Il caso De Magistris, allora, non è solito il caso del Masaniello di turno che si rivela inadeguato sia alla magistratura che alla città di cui è diventato amministratore. E' la prova lampante, proprio grazie al comportamento ridicolo di chi ha avuto bisogno di una pronuncia della magistratura per avere l'illuminazione di una anomalia politica fin troppo evidente, della assoluta necessità di realizzare al più presto la tanto invocata riforma della giustizia. Una riforma, però, che non si limiti a toccare alcune questioni marginali ma di grande effetto popolare come le ferie dei magistrati o una responsabilità civile di fatto sempre scaricata sulle spalle dello stato e dei contribuenti, ma affronti il punto centrale che la vicenda De Magistris pone.

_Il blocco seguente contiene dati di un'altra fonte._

//! Remote storage backend on Redis.
//!
//! Every write goes straight to the server and is durable once acknowledged, so `flush()` is a
//! no-op. Counters use `INCRBY`, objects are Redis hashes and score-ordered sets are native sorted
//! sets. There is no grouping across keys: after a crash the checkpoint may lag behind side effects
//! that already landed, and replaying those blocks can double-count counters.

use super::{Storage, StorageError};
use async_trait::async_trait;
use backoff::{backoff::Constant, future::retry_notify};
use redis::AsyncCommands;
use redis::aio::ConnectionManager;
use std::collections::HashMap;
use std::time::Duration;
use tracing::{info, warn};

/// Delay between connection attempts.
pub const CONNECT_RETRY_DELAY: Duration = Duration::from_secs(2);

/// `Storage` on a Redis server.
#[derive(Clone)]
pub struct RemoteStorage {
	conn: ConnectionManager,
}

impl RemoteStorage {
	/// Connect to `redis_url`, retrying every 2 seconds until the server answers.
	///
	/// Only a malformed URL fails; an unreachable server is waited for indefinitely.
	pub async fn connect(redis_url: &str) -> Result<Self, StorageError> {
		let conn = retry_notify(
			Constant::new(CONNECT_RETRY_DELAY),
			move || async move {
				let client = redis::Client::open(redis_url).map_err(backoff::Error::permanent)?;
				ConnectionManager::new(client)
					.await
					.map_err(backoff::Error::transient)
			},
			|e: redis::RedisError, next: Duration| {
				warn!(
					"Failed to connect to Redis: {}. Retrying in {}s",
					e,
					next.as_secs()
				);
			},
		)
		.await?;

		info!("Connected to Redis");
		Ok(Self { conn })
	}

	fn conn(&self) -> ConnectionManager {
		self.conn.clone()
	}
}

/// Inclusive ZREVRANGE indices for a page. `limit` must be non-zero. Indices past `isize::MAX`
/// are clamped, which Redis treats as "to the end".
fn zrevrange_bounds(limit: usize, offset: usize) -> (isize, isize) {
	let stop = offset.saturating_add(limit - 1);
	(
		isize::try_from(offset).unwrap_or(isize::MAX),
		isize::try_from(stop).unwrap_or(isize::MAX),
	)
}

#[async_trait]
impl Storage for RemoteStorage {
	async fn get(&self, key: &str) -> Result<Option<String>, StorageError> {
		Ok(self.conn().get(key).await?)
	}

	async fn set(&self, key: &str, value: &str) -> Result<(), StorageError> {
		let _: () = self.conn().set(key, value).await?;
		Ok(())
	}

	async fn add_if_absent(&self, key: &str, value: &str) -> Result<String, StorageError> {
		let mut conn = self.conn();
		let stored: bool = conn.set_nx(key, value).await?;
		if stored {
			return Ok(value.to_string());
		}
		let existing: Option<String> = conn.get(key).await?;
		Ok(existing.unwrap_or_else(|| value.to_string()))
	}

	async fn delete(&self, key: &str) -> Result<(), StorageError> {
		let _: () = self.conn().del(key).await?;
		Ok(())
	}

	async fn increment(&self, key: &str, amount: i64) -> Result<i64, StorageError> {
		Ok(self.conn().incr(key, amount).await?)
	}

	async fn get_object(&self, key: &str) -> Result<HashMap<String, String>, StorageError> {
		Ok(self.conn().hgetall(key).await?)
	}

	async fn set_object(
		&self,
		key: &str,
		fields: &HashMap<String, String>,
	) -> Result<(), StorageError> {
		let mut conn = self.conn();
		let mut pipe = redis::pipe();
		pipe.atomic().del(key).ignore();
		if !fields.is_empty() {
			let items: Vec<(&String, &String)> = fields.iter().collect();
			pipe.hset_multiple(key, &items[..]).ignore();
		}
		let _: () = pipe.query_async(&mut conn).await?;
		Ok(())
	}

	async fn add_object_field(
		&self,
		key: &str,
		field: &str,
		value: &str,
	) -> Result<(), StorageError> {
		let _: () = self.conn().hset(key, field, value).await?;
		Ok(())
	}

	async fn add_to_set(&self, key: &str, member: &str) -> Result<(), StorageError> {
		let _: () = self.conn().sadd(key, member).await?;
		Ok(())
	}

	async fn remove_from_set(&self, key: &str, member: &str) -> Result<(), StorageError> {
		let _: () = self.conn().srem(key, member).await?;
		Ok(())
	}

	async fn set_members(&self, key: &str) -> Result<Vec<String>, StorageError> {
		let mut members: Vec<String> = self.conn().smembers(key).await?;
		members.sort();
		Ok(members)
	}

	async fn add_sorted(&self, key: &str, member: &str, score: u64) -> Result<(), StorageError> {
		let _: () = self.conn().zadd(key, member, score).await?;
		Ok(())
	}

	async fn count_sorted(&self, key: &str) -> Result<u64, StorageError> {
		Ok(self.conn().zcard(key).await?)
	}

	async fn range_sorted(
		&self,
		key: &str,
		limit: usize,
		offset: usize,
	) -> Result<Vec<String>, StorageError> {
		if limit == 0 {
			return Ok(Vec::new());
		}
		let (start, stop) = zrevrange_bounds(limit, offset);
		Ok(self.conn().zrevrange(key, start, stop).await?)
	}

	async fn flush(&self) -> Result<(), StorageError> {
		Ok(())
	}

	async fn close(&self) -> Result<(), StorageError> {
		info!("Closed Redis storage");
		Ok(())
	}
}
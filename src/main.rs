mod chain;
mod config;
mod indexers;
mod storage;
mod sync;

use clap::Parser;
use std::sync::Arc;
use tokio_util::sync::CancellationToken;
use tracing::{error, info};

use crate::chain::{ChainClient, HttpNodeTransport};
use crate::config::{Config, StorageKind};
use crate::storage::embedded::DEFAULT_FLUSH_INTERVAL;
use crate::storage::{EmbeddedStorage, RemoteStorage, Storage};
use crate::sync::{EventDispatcher, SyncEngine};

#[tokio::main]
async fn main() {
	tracing_subscriber::fmt()
		.with_env_filter(
			tracing_subscriber::EnvFilter::try_from_default_env()
				.unwrap_or_else(|_| tracing_subscriber::EnvFilter::new("info")),
		)
		.with_target(false)
		.with_thread_ids(false)
		.with_thread_names(false)
		.with_file(false)
		.with_line_number(false)
		.with_timer(tracing_subscriber::fmt::time::time())
		.init();

	let config = Config::parse();
	info!("Starting ledger index sync against {}", config.node_url);

	if let Err(e) = run(config).await {
		error!("Ledger index sync failed: {}", e);
		std::process::exit(1);
	}
}

async fn run(config: Config) -> Result<(), Box<dyn std::error::Error>> {
	let cancel = CancellationToken::new();

	let storage: Arc<dyn Storage> = match config.storage {
		StorageKind::Embedded => Arc::new(EmbeddedStorage::open(
			&config.db_path,
			DEFAULT_FLUSH_INTERVAL,
		)?),
		StorageKind::Redis => {
			let url = config
				.redis_url
				.as_deref()
				.ok_or("--redis-url is required with --storage redis")?;
			let remote = tokio::select! {
				storage = RemoteStorage::connect(url) => storage?,
				_ = tokio::signal::ctrl_c() => {
					info!("Interrupted while connecting to Redis");
					return Ok(());
				}
			};
			Arc::new(remote)
		}
	};

	let transport = HttpNodeTransport::new(&config.node_url)?;
	let chain = ChainClient::new(transport, config.max_range);
	if !chain.get_health().await {
		info!("Node is not healthy yet, startup will retry until it is");
	}

	let mut dispatcher = EventDispatcher::new();
	indexers::register_all(&mut dispatcher, storage.clone());

	let engine = SyncEngine::new(chain, storage.clone(), dispatcher, config.sync_config());

	tokio::spawn({
		let cancel = cancel.clone();
		async move {
			match tokio::signal::ctrl_c().await {
				Ok(()) => info!("Shutdown requested"),
				Err(e) => error!("Failed to listen for shutdown signal: {}", e),
			}
			cancel.cancel();
		}
	});

	let result = engine.run(cancel).await;

	storage.close().await?;
	info!("Ledger index sync stopped");
	Ok(result?)
}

E' legittimo che un singolo magistrato, in nome dell'autonomia e della indipendenza delle funzioni che svolge, possa mettere in crisi un governo, provocare la rovina di un settore economico, decidere la composizione delle assemblee legislative selezionando eletti e candidati ed , in ultima analisi, alterare il corretto funzionamento dello stato di diritto e della democrazia liberale al solo fine della visibilità personale? La sentenza su De Magistris dimostra che la stessa magistratura ha la capacità (alle volte) di riconoscere e correggere le proprie disfunzioni. Ma la possibilità che queste disfunzioni producano nuove e più devastanti conseguenze rimane. E per eliminare questa possibilità non c'è altra strada che eliminare le disfunzioni. Con una riforma vera e radicale!